Goals: Baseline estimate of annual irrigation water consumption is 8,592,223 gallons of water and with the new electric meter installations, Low Water Irrigation expects to save 10-15% annually. Another 5% savings will come from the weather station installation that will measure the microclimate at the West Front campus entrance. Monitor and measure flow rate remotely and be notified immediately of problems rather than relying on human notification or once-monthly data. Metering and weather station system will deactivate sprinklers when sufficient rainfall is detected.
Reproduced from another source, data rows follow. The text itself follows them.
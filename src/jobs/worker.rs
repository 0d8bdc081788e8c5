//! Worker binding and lifecycle callbacks.
//!
//! A [`Worker`] supplies an explicit name, a handler, and optional lifecycle
//! hooks (all defaulting to no-ops). [`WorkerRunner`] binds one independent
//! broker puller per configured concurrency slot and owns the structured
//! logging around every lifecycle event, so user hooks observe without being
//! able to drop the operational log trail.

use async_trait::async_trait;
use serde_json::Value;
use std::sync::Arc;
use tokio::sync::mpsc;

use crate::broker::{Job, JobContext, JobHandler, WorkerEvent, WorkerHandle, WorkerOptions};
use crate::error::{AnthillError, Result};
use crate::jobs::dispatcher::QueueRegistry;
use crate::logging::{LogPayload, LogPipeline};

/// Events buffered per slot before the event loop applies backpressure.
const EVENT_BUFFER: usize = 64;

// ═══════════════════════════════════════════════════════════════════════════════
// Worker Trait
// ═══════════════════════════════════════════════════════════════════════════════

/// A queue consumer.
///
/// Override only what you need: `name` and `handle` are required, everything
/// else has a sensible default. Hooks are observational; retry flow is
/// governed solely by the job's options.
#[async_trait]
pub trait Worker: Send + Sync + 'static {
    /// Explicit worker identifier used in log correlation.
    fn name(&self) -> &str;

    /// Queue this worker consumes; defaults to the configured default queue.
    fn queue_name(&self) -> Option<&str> {
        None
    }

    /// Concurrency slots for this worker; defaults to the configured value.
    fn concurrency(&self) -> Option<usize> {
        None
    }

    /// Process one job, optionally returning a value for observability.
    async fn handle(&self, job: &Job, ctx: &JobContext) -> Result<Value>;

    async fn on_completed(&self, _job: &Job, _return_value: &Value) {}

    async fn on_progress(&self, _job: &Job, _progress: &Value) {}

    async fn on_failed(&self, _job: &Job, _error: &AnthillError) {}

    async fn on_drained(&self) {}

    async fn on_error(&self, _error: &AnthillError) {}
}

/// Adapts a [`Worker`] to the broker's [`JobHandler`] seam.
struct HandlerAdapter {
    worker: Arc<dyn Worker>,
}

#[async_trait]
impl JobHandler for HandlerAdapter {
    async fn handle(&self, job: &Job, ctx: &JobContext) -> Result<Value> {
        self.worker.handle(job, ctx).await
    }
}

// ═══════════════════════════════════════════════════════════════════════════════
// Worker Runner
// ═══════════════════════════════════════════════════════════════════════════════

/// A bound worker: one broker puller and one event loop per slot.
pub struct WorkerBinding {
    worker_name: String,
    queue_name: String,
    slots: Vec<WorkerHandle>,
    event_loops: Vec<tokio::task::JoinHandle<()>>,
}

impl WorkerBinding {
    pub fn worker_name(&self) -> &str {
        &self.worker_name
    }

    pub fn queue_name(&self) -> &str {
        &self.queue_name
    }

    pub fn slot_count(&self) -> usize {
        self.slots.len()
    }

    /// Signal every slot to stop after its current job.
    pub fn shutdown(&self) {
        for slot in &self.slots {
            slot.shutdown();
        }
    }
}

impl Drop for WorkerBinding {
    fn drop(&mut self) {
        self.shutdown();
        for task in &self.event_loops {
            task.abort();
        }
    }
}

/// Binds workers to their queues through the registry's broker.
pub struct WorkerRunner {
    registry: Arc<QueueRegistry>,
    pipeline: Arc<LogPipeline>,
}

impl WorkerRunner {
    pub fn new(registry: Arc<QueueRegistry>, pipeline: Arc<LogPipeline>) -> Self {
        Self { registry, pipeline }
    }

    /// Bind `worker` with its configured concurrency and default puller
    /// options.
    pub async fn run(&self, worker: Arc<dyn Worker>) -> Result<WorkerBinding> {
        self.run_with(worker, WorkerOptions::default()).await
    }

    /// Bind `worker`, overriding the per-slot puller options.
    ///
    /// Each slot (ordinal ids 1..N) is an independent concurrent puller; the
    /// id exists purely for log correlation, all slots compete for the same
    /// queue.
    pub async fn run_with(
        &self,
        worker: Arc<dyn Worker>,
        options: WorkerOptions,
    ) -> Result<WorkerBinding> {
        let queue_name = worker
            .queue_name()
            .map(str::to_string)
            .unwrap_or_else(|| self.registry.default_queue());

        self.registry.boot_queue(&queue_name, None).await?;

        let concurrency = worker
            .concurrency()
            .unwrap_or(self.registry.settings().concurrency)
            .max(1);
        let broker = self.registry.broker();

        let mut slots = Vec::with_capacity(concurrency);
        let mut event_loops = Vec::with_capacity(concurrency);

        for slot_id in 1..=concurrency {
            let (events_tx, events_rx) = mpsc::channel(EVENT_BUFFER);
            let handler = Arc::new(HandlerAdapter {
                worker: Arc::clone(&worker),
            });

            let handle = broker
                .run_worker(&queue_name, handler, options.clone(), events_tx)
                .await?;
            slots.push(handle);

            event_loops.push(tokio::spawn(event_loop(
                Arc::clone(&worker),
                Arc::clone(&self.pipeline),
                queue_name.clone(),
                slot_id,
                events_rx,
            )));
        }

        self.pipeline
            .debug(format!(
                "Worker [{}] bound to queue [{}] with {} slot(s).",
                worker.name(),
                queue_name,
                concurrency
            ))
            .await;

        Ok(WorkerBinding {
            worker_name: worker.name().to_string(),
            queue_name,
            slots,
            event_loops,
        })
    }
}

/// Per-slot event loop: structured logging first, then the user hook.
/// Nothing in here propagates.
async fn event_loop(
    worker: Arc<dyn Worker>,
    pipeline: Arc<LogPipeline>,
    queue: String,
    slot_id: usize,
    mut events: mpsc::Receiver<WorkerEvent>,
) {
    while let Some(event) = events.recv().await {
        match event {
            WorkerEvent::Completed { job, return_value } => {
                pipeline
                    .debug(format!(
                        "Job [{}(#{})] successfully completed on [{}(#{}):{}].",
                        job.name,
                        job.id,
                        worker.name(),
                        slot_id,
                        queue
                    ))
                    .await;
                pipeline.trace("Worker return:").await;
                pipeline.trace(LogPayload::Json(return_value.clone())).await;
                worker.on_completed(&job, &return_value).await;
            }
            WorkerEvent::Progress { job, progress } => {
                pipeline
                    .debug(format!(
                        "Job [{}(#{})] reported progress on [{}(#{}):{}].",
                        job.name,
                        job.id,
                        worker.name(),
                        slot_id,
                        queue
                    ))
                    .await;
                pipeline.trace(LogPayload::Json(progress.clone())).await;
                worker.on_progress(&job, &progress).await;
            }
            WorkerEvent::Failed { job, error } => {
                pipeline
                    .error(format!(
                        "Job [{}(#{})] failed on [{}(#{}):{}].",
                        job.name,
                        job.id,
                        worker.name(),
                        slot_id,
                        queue
                    ))
                    .await;
                pipeline.capture_error(&error).await;
                pipeline.trace(LogPayload::json(&job)).await;
                worker.on_failed(&job, &error).await;
            }
            WorkerEvent::Drained => {
                pipeline
                    .audit(format!(
                        "Worker [{}(#{}):{}] is empty.",
                        worker.name(),
                        slot_id,
                        queue
                    ))
                    .await;
                worker.on_drained().await;
            }
            WorkerEvent::Error { error } => {
                pipeline.capture_error(&error).await;
                worker.on_error(&error).await;
            }
        }
    }
}

// ═══════════════════════════════════════════════════════════════════════════════
// Tests
// ═══════════════════════════════════════════════════════════════════════════════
Hire student interns to document irrigation consumption before and after implementation of the project.

TGIF Blog Posts about Low Water Irrigation
 

2013 Project Poster


May 2011 PP-CS Community Update- Read the announcement on page 2 about Low Water Irrigation

2011-2012 Accomplishments

  • Four hydrometers, three smart controllers, and a weather station have been installed.
  • Alarms from the controllers have already been triggered and alerted Ground Services of needed irrigation repairs, proving the project to be successful.
  • The project was completed under-budget, allowing project leader Gary Imazumi to use the extra funds for Water Wise products, to accommodate future expansion of the landscape with water smart controllers.
  • With the installation of the 4 ARAD Hydrometers, the flow rate is being monitored and measured remotely. Water usage is being recorded after irrigating the landscape to determine a baseline usage. With ongoing monitoring of the water usage, maximum and minimum set points can be established and programmed; conditional programming features of the software will trigger alerts when flow rates exceed maximums and will trigger the hydrometers to shut off; eliminating wasting of thousands of gallons of water.
    • Once the base line is established, the software will provide information to pinpoint field problems. Performance efficiencies will be enhanced, sending the irrigation plumbers to the right valve and location, and expediting the repair.
  • With the installation of an ET (evapotransipration) weather station and a Smart Controller (IRRInet-Ace) near the West Front, local (microclimate) data is being collected and sent to the irrigation server to calculate real-time program adjustments to water schedules and upload those changes to other field controllers. The system is also automatically and remotely deactivating all campus connected controllers when sufficient rainfall is detected to prevent water waste.


Year-End Report


Next Steps: The project leader will hire student interns to gather past water usage records, record the flow rates for the base line, and determine what percentage of water was saved over the course of the project. The students will interact and work with staff from other departments to develop ideas to help conserve water, labor, and money.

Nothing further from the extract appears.